Information services revenue, which is comprised of applications and outsourcing
businesses, increased from $26 million in the three months ended March 31, 2000
to $33 million for the respective period in 2001. This $7 million increase is
attributable to outsourcing revenue which increased to $21 million for the first




quarter of 2001 from $14 million for the same period in 2000  primarily due
to new long-term  contracts signed in the last half of 2000. Cash Revenue is not
intended to represent revenue under generally accepted accounting principles.

The communications business generated Cash Revenue of $657 million during the
three months ended March 31, 2001. The Company defines Cash Revenue as
communications revenue plus changes in cash deferred revenue during the
respective period. Communications Cash Revenue reflects upfront cash received
for dark fiber and other capacity sales that are recognized over the term of the
contract under generally accepted accounting principles ("GAAP"). Cash deferred
revenue for the communications business for the period increased $242 million
compared to the same period in 2000. This increase is a result of growth in both
services provided to existing customers as well as new customer contracts.
Communications Cash Revenue was $127 for the three months ended March 31, 2000.

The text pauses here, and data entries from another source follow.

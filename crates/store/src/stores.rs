use std::sync::Arc;

use async_trait::async_trait;
use dashmap::DashMap;
use ranger_hlc::Clock;
use ranger_kv::Sender;
use ranger_kvpb::{BatchRequest, BatchResponse, KvError, KvResult, StoreId};
use tracing::trace;

use crate::Store;

/// A node's set of stores, routing batches by the store id in their header.
pub struct Stores {
    clock: Arc<Clock>,
    stores: DashMap<StoreId, Arc<Store>>,
}

impl std::fmt::Debug for Stores {
    fn fmt(&self, f: &mut std::fmt::Formatter<'_>) -> std::fmt::Result {
        let mut ids: Vec<StoreId> = self.stores.iter().map(|s| *s.key()).collect();
        ids.sort();
        f.debug_struct("Stores").field("stores", &ids).finish()
    }
}

impl Stores {
    /// An empty set.
    #[must_use]
    pub fn new(clock: Arc<Clock>) -> Self {
        Self {
            clock,
            stores: DashMap::new(),
        }
    }

    /// Add or replace a store.
    pub fn add_store(&self, store: Arc<Store>) {
        self.stores.insert(store.store_id(), store);
    }

    /// Remove the store with `store_id`.
    pub fn remove_store(&self, store_id: StoreId) -> Option<Arc<Store>> {
        self.stores.remove(&store_id).map(|(_, store)| store)
    }

    /// The store with `store_id`.
    ///
    /// # Errors
    ///
    /// Fails with [`KvError::StoreNotFound`] if absent.
    pub fn get_store(&self, store_id: StoreId) -> KvResult<Arc<Store>> {
        self.stores
            .get(&store_id)
            .map(|s| s.value().clone())
            .ok_or(KvError::StoreNotFound(store_id))
    }

    /// Whether `store_id` is present.
    #[must_use]
    pub fn has_store(&self, store_id: StoreId) -> bool {
        self.stores.contains_key(&store_id)
    }

    /// Number of stores.
    #[must_use]
    pub fn len(&self) -> usize {
        self.stores.len()
    }

    /// Whether the set is empty.
    #[must_use]
    pub fn is_empty(&self) -> bool {
        self.stores.is_empty()
    }

    /// Call `visitor` on each store in store id order, stopping at the first
    /// error.
    ///
    /// # Errors
    ///
    /// Returns the visitor's first error.
    pub fn visit_stores<E, F>(&self, mut visitor: F) -> Result<(), E>
    where
        F: FnMut(&Arc<Store>) -> Result<(), E>,
    {
        let mut stores: Vec<Arc<Store>> = self.stores.iter().map(|s| s.value().clone()).collect();
        stores.sort_by_key(|s| s.store_id());
        for store in &stores {
            visitor(store)?;
        }
        Ok(())
    }
}

#[async_trait]
impl Sender for Stores {
    async fn send(&self, mut batch: BatchRequest) -> KvResult<BatchResponse> {
        let store_id = batch.header.replica.store_id;
        let store = if store_id.is_zero() && self.stores.len() == 1 {
            self.stores
                .iter()
                .next()
                .map(|s| s.value().clone())
                .ok_or(KvError::StoreNotFound(store_id))?
        } else {
            self.get_store(store_id)?
        };
        if batch.header.timestamp.is_zero() {
            batch.header.timestamp = self.clock.now();
        } else {
            self.clock.update(batch.header.timestamp);
        }
        trace!(%store_id, requests = batch.requests.len(), "dispatching to store");
        store.send(batch).await
    }
}
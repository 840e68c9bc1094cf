use thiserror::Error;

use crate::Addr;

/// Errors returned by the simulated network.
#[derive(Debug, Error, Clone, PartialEq, Eq)]
pub enum NetworkError {
    /// The address is already bound.
    #[error("address {0} already in use")]
    AddressInUse(Addr),

    /// Nothing listens at the address.
    #[error("address {0} is unreachable")]
    Unreachable(Addr),

    /// The server at the address has no such service.
    #[error("no service {service} at {addr}")]
    ServiceNotRegistered {
        /// Destination.
        addr: Addr,
        /// Service requested.
        service: &'static str,
    },

    /// The service's mailbox was dropped.
    #[error("service {service} at {addr} is closed")]
    ServiceClosed {
        /// Destination.
        addr: Addr,
        /// Service requested.
        service: &'static str,
    },

    /// The network was stopped.
    #[error("network is stopped")]
    Stopped,

    /// No reply arrived within the deadline.
    #[error("request to {service} at {addr} timed out")]
    Timeout {
        /// Destination.
        addr: Addr,
        /// Service requested.
        service: &'static str,
    },

    /// The recipient dropped the request without replying.
    #[error("{service} at {addr} dropped the request")]
    NoResponse {
        /// Destination.
        addr: Addr,
        /// Service requested.
        service: &'static str,
    },
}

/// Result type for network operations.
pub type NetworkResult<T> = Result<T, NetworkError>;
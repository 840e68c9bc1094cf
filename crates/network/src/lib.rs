//! In-process simulated network.
//!
//! A [`SimNetwork`] routes opaque payloads between [`Server`]s living in the
//! same process. Services register a mailbox on a server before it is bound
//! to an address with [`SimNetwork::listen`]; senders address a
//! `(address, service)` pair. Delivery is immediate and unordered across
//! services but FIFO per mailbox. [`SimNetwork::request`] additionally waits
//! for the recipient to [`Envelope::respond`].

#![warn(missing_docs)]
#![warn(clippy::pedantic)]
#![warn(clippy::nursery)]

mod error;

pub use error::{NetworkError, NetworkResult};

use std::fmt;
use std::sync::Arc;
use std::sync::atomic::{AtomicBool, AtomicU64, Ordering};
use std::time::Duration;

use bytes::Bytes;
use dashmap::DashMap;
use tracing::{debug, info, trace};

/// A simulated network address.
#[derive(Clone, Debug, PartialEq, Eq, Hash, PartialOrd, Ord)]
pub struct Addr(String);

impl Addr {
    /// Wrap an address string.
    pub fn new(addr: impl Into<String>) -> Self {
        Self(addr.into())
    }

    /// The address string.
    #[must_use]
    pub fn as_str(&self) -> &str {
        &self.0
    }
}

impl fmt::Display for Addr {
    fn fmt(&self, f: &mut fmt::Formatter<'_>) -> fmt::Result {
        f.write_str(&self.0)
    }
}

/// A delivered payload.
#[derive(Clone, Debug)]
pub struct Envelope {
    /// Service the payload was addressed to.
    pub service: &'static str,
    /// Payload bytes.
    pub payload: Bytes,
    reply: Option<flume::Sender<Bytes>>,
}

impl Envelope {
    /// Whether the sender is waiting for a reply.
    #[must_use]
    pub const fn expects_reply(&self) -> bool {
        self.reply.is_some()
    }

    /// Answer a request. Returns false for one-way payloads and when the
    /// requester already gave up.
    pub fn respond(self, payload: Bytes) -> bool {
        self.reply.is_some_and(|reply| reply.send(payload).is_ok())
    }
}

/// A set of named service mailboxes, bound to an address by
/// [`SimNetwork::listen`].
#[derive(Clone, Debug, Default)]
pub struct Server {
    services: Arc<DashMap<&'static str, flume::Sender<Envelope>>>,
}

impl Server {
    /// Register `service` and return its mailbox. Registering again replaces
    /// the previous mailbox.
    #[must_use]
    pub fn register(&self, service: &'static str) -> flume::Receiver<Envelope> {
        let (tx, rx) = flume::unbounded();
        self.services.insert(service, tx);
        trace!(service, "registered service");
        rx
    }

    fn deliver(
        &self,
        addr: &Addr,
        service: &'static str,
        payload: Bytes,
        reply: Option<flume::Sender<Bytes>>,
    ) -> NetworkResult<()> {
        let tx = self
            .services
            .get(service)
            .map(|entry| entry.value().clone())
            .ok_or_else(|| NetworkError::ServiceNotRegistered {
                addr: addr.clone(),
                service,
            })?;
        tx.send(Envelope {
            service,
            payload,
            reply,
        })
        .map_err(|_| NetworkError::ServiceClosed {
                addr: addr.clone(),
                service,
            })
    }
}

/// A server bound to an address.
#[derive(Clone, Debug)]
pub struct Listener {
    addr: Addr,
    network: SimNetwork,
}

impl Listener {
    /// Bound address.
    #[must_use]
    pub const fn addr(&self) -> &Addr {
        &self.addr
    }

    /// Unbind the address. Later sends to it fail as unreachable.
    pub fn close(&self) {
        self.network.inner.listeners.remove(&self.addr);
        debug!(addr = %self.addr, "listener closed");
    }
}

#[derive(Debug, Default)]
struct Inner {
    listeners: DashMap<Addr, Server>,
    next_port: AtomicU64,
    stopped: AtomicBool,
}

/// The shared network layer.
#[derive(Clone, Debug, Default)]
pub struct SimNetwork {
    inner: Arc<Inner>,
}

impl SimNetwork {
    /// Create an empty network.
    #[must_use]
    pub fn new() -> Self {
        Self::default()
    }

    /// A fresh, unbound server.
    #[must_use]
    pub fn server(&self) -> Server {
        Server::default()
    }

    /// Bind `server` to a newly allocated address.
    ///
    /// # Errors
    ///
    /// Fails once the network is stopped.
    pub fn listen(&self, server: &Server) -> NetworkResult<Listener> {
        if self.is_stopped() {
            return Err(NetworkError::Stopped);
        }
        let port = self.inner.next_port.fetch_add(1, Ordering::SeqCst) + 1;
        let addr = Addr::new(format!("sim:{port}"));
        if self.inner.listeners.contains_key(&addr) {
            return Err(NetworkError::AddressInUse(addr));
        }
        self.inner.listeners.insert(addr.clone(), server.clone());
        info!(%addr, "listening");
        Ok(Listener {
            addr,
            network: self.clone(),
        })
    }

    /// Check that `addr` is reachable, establishing the simulated connection.
    ///
    /// # Errors
    ///
    /// Fails if nothing listens at `addr`.
    pub fn dial(&self, addr: &Addr) -> NetworkResult<()> {
        if self.is_stopped() {
            return Err(NetworkError::Stopped);
        }
        if self.inner.listeners.contains_key(addr) {
            trace!(%addr, "dialed");
            Ok(())
        } else {
            Err(NetworkError::Unreachable(addr.clone()))
        }
    }

    /// Deliver `payload` to `service` at `addr`.
    ///
    /// # Errors
    ///
    /// Fails if the network is stopped, nothing listens at `addr`, or the
    /// service is missing or closed.
    pub fn send(&self, addr: &Addr, service: &'static str, payload: Bytes) -> NetworkResult<()> {
        self.server_at(addr)?.deliver(addr, service, payload, None)
    }

    /// Deliver `payload` to `service` at `addr` and wait up to `timeout` for
    /// the recipient's reply.
    ///
    /// # Errors
    ///
    /// Fails like [`SimNetwork::send`], and when the recipient drops the
    /// request or does not answer in time.
    pub async fn request(
        &self,
        addr: &Addr,
        service: &'static str,
        payload: Bytes,
        timeout: Duration,
    ) -> NetworkResult<Bytes> {
        let (tx, rx) = flume::bounded(1);
        self.server_at(addr)?.deliver(addr, service, payload, Some(tx))?;
        match tokio::time::timeout(timeout, rx.recv_async()).await {
            Ok(Ok(reply)) => Ok(reply),
            Ok(Err(_)) => Err(NetworkError::NoResponse {
                addr: addr.clone(),
                service,
            }),
            Err(_) => {
                trace!(%addr, service, ?timeout, "request timed out");
                Err(NetworkError::Timeout {
                    addr: addr.clone(),
                    service,
                })
            }
        }
    }

    fn server_at(&self, addr: &Addr) -> NetworkResult<Server> {
        if self.is_stopped() {
            return Err(NetworkError::Stopped);
        }
        self.inner
            .listeners
            .get(addr)
            .map(|entry| entry.value().clone())
            .ok_or_else(|| NetworkError::Unreachable(addr.clone()))
    }

    /// Stop the network: unbind every listener and refuse further traffic.
    pub fn stop(&self) {
        if !self.inner.stopped.swap(true, Ordering::SeqCst) {
            self.inner.listeners.clear();
            info!("network stopped");
        }
    }

    /// Whether [`SimNetwork::stop`] was called.
    #[must_use]
    pub fn is_stopped(&self) -> bool {
        self.inner.stopped.load(Ordering::SeqCst)
    }
}

#[cfg(test)]
mod tests {
    use super::*;

    #[tokio::test]
    async fn payloads_reach_registered_service() {
        let network = SimNetwork::new();
        let server = network.server();
        let rx = server.register("echo");
        let listener = network.listen(&server).unwrap();

        network.dial(listener.addr()).unwrap();
        network
            .send(listener.addr(), "echo", Bytes::from_static(b"ping"))
            .unwrap();
        let envelope = rx.recv_async().await.unwrap();
        assert_eq!(envelope.service, "echo");
        assert_eq!(envelope.payload, Bytes::from_static(b"ping"));
    }

    #[test]
    fn addresses_are_unique() {
        let network = SimNetwork::new();
        let a = network.listen(&network.server()).unwrap();
        let b = network.listen(&network.server()).unwrap();
        assert_ne!(a.addr(), b.addr());
    }

    #[test]
    fn unknown_service_is_rejected() {
        let network = SimNetwork::new();
        let listener = network.listen(&network.server()).unwrap();
        let err = network.send(listener.addr(), "raft", Bytes::new()).unwrap_err();
        assert!(matches!(err, NetworkError::ServiceNotRegistered { service: "raft", .. }));
    }

    #[test]
    fn stop_makes_everything_unreachable() {
        let network = SimNetwork::new();
        let server = network.server();
        let _rx = server.register("gossip");
        let listener = network.listen(&server).unwrap();
        network.stop();
        assert_eq!(network.dial(listener.addr()), Err(NetworkError::Stopped));
        assert!(network.listen(&network.server()).is_err());
    }

    #[tokio::test]
    async fn requests_wait_for_the_reply() {
        let network = SimNetwork::new();
        let server = network.server();
        let rx = server.register("echo");
        let listener = network.listen(&server).unwrap();
        tokio::spawn(async move {
            let envelope = rx.recv_async().await.unwrap();
            assert!(envelope.expects_reply());
            let payload = envelope.payload.clone();
            assert!(envelope.respond(payload));
        });

        let reply = network
            .request(
                listener.addr(),
                "echo",
                Bytes::from_static(b"ping"),
                Duration::from_secs(5),
            )
            .await
            .unwrap();
        assert_eq!(reply, Bytes::from_static(b"ping"));
    }

    #[tokio::test]
    async fn unanswered_requests_fail() {
        let network = SimNetwork::new();
        let server = network.server();
        let rx = server.register("sink");
        let listener = network.listen(&server).unwrap();

        let err = network
            .request(listener.addr(), "sink", Bytes::new(), Duration::from_millis(20))
            .await
            .unwrap_err();
        assert!(matches!(err, NetworkError::Timeout { service: "sink", .. }));

        // Drops the expired request and the next one unanswered.
        let dropped = tokio::spawn(async move {
            for _ in 0..2 {
                drop(rx.recv_async().await.unwrap());
            }
        });
        let err = network
            .request(listener.addr(), "sink", Bytes::new(), Duration::from_secs(5))
            .await
            .unwrap_err();
        dropped.await.unwrap();
        assert!(matches!(err, NetworkError::NoResponse { service: "sink", .. }));
    }

    #[test]
    fn one_way_payloads_take_no_reply() {
        let network = SimNetwork::new();
        let server = network.server();
        let rx = server.register("echo");
        let listener = network.listen(&server).unwrap();
        network.send(listener.addr(), "echo", Bytes::new()).unwrap();
        let envelope = rx.try_recv().unwrap();
        assert!(!envelope.expects_reply());
        assert!(!envelope.respond(Bytes::new()));
    }

    #[test]
    fn closed_listener_is_unreachable() {
        let network = SimNetwork::new();
        let listener = network.listen(&network.server()).unwrap();
        listener.close();
        assert!(matches!(network.dial(listener.addr()), Err(NetworkError::Unreachable(_))));
    }
}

Coal mining revenue decreased $23 million in the first quarter of 2001 compared
to the same period in 2000. The decrease in revenue is primarily attributable to
the expiration of long-term coal contracts with Commonwealth Edison and the sale
of the Company's interest in Walnut Creek Mining Company in September 2000.
These decreases were partially offset by increased spot coal sales.

Other revenue for the period was comparable to 2000 and is primarily
attributable to California Private Transportation Company, L.P. ("CPTC") the
owner-operator of the SR91 tollroad in southern California.

Cost of Revenue for the first quarter 2001 was $268 million, representing a 106%
increase over first quarter 2000 cost of revenue of $130 million. This increase
is a result of the expanding communications business. Overall the cost of
revenue for the communications business, as a percentage of revenue, decreased
significantly from 95% during the quarter ended March 31, 2000 to 58% during the
same period of 2001. This decrease can be attributed to the migration of
customer traffic from a leased network to the Company's own operational network.
Additionally, the decrease can be attributed to the increase in dark fiber sales
from $1 million in the first quarter of 2000 to $155 million for the current
period. The cost of revenue for the information services businesses, as a
percentage of its revenue, was 82% for the first quarter of 2001 a slight
increase from the same period in 2000. The cost of revenue for the coal mining
business, as a percentage of revenue, was 64% for the first quarter of 2001 up
from 40% for the same period in 2000. This increase can be attributed to the
expiration of high margin long-term coal contracts and the increase in lower
margin spot coal sales.

Depreciation and Amortization expenses for the quarter were $239 million, a 172%
increase from the first quarter 2000 depreciation and amortization expenses of
$88 million. This increase is a direct result of the communications assets
placed in service in the latter half of 2000 and during the three months ended
March 31, 2001, including gateways, local networks and intercity segments.

Selling, General and Administrative expenses were $372 million in the three
months ended March 31, 2001, a 58% increase over first quarter 2000. This
increase is primarily a result of the Company's addition of 1,200 employees
hired since the end of first quarter 2000. Compensation costs increased
substantially due to the additional employees. Additionally, the Company
recorded a one-time charge of approximately $10 million during the first quarter
of 2001 related to a workforce realignment and reduction. The Company also
recorded $77 million in non-cash compensation for the first quarter 2001 for
expenses recognized under SFAS No. 123 related to grants of stock options,
warrants and other stock based compensation programs; $48 million of non-cash
compensation was recorded for the same period in 2000. The increase in non-cash
compensation is predominantly due to an increase in the number of employees and
the C-OSOs granted in September and December of 2000. Costs attributable to the
communications business such as rent, software and hardware maintenance and
license fees also contributed to the higher selling, general and administrative
expenses. Selling, general and administrative costs for the remainder of 2001
are not expected to increase significantly from the first quarter 2001 levels.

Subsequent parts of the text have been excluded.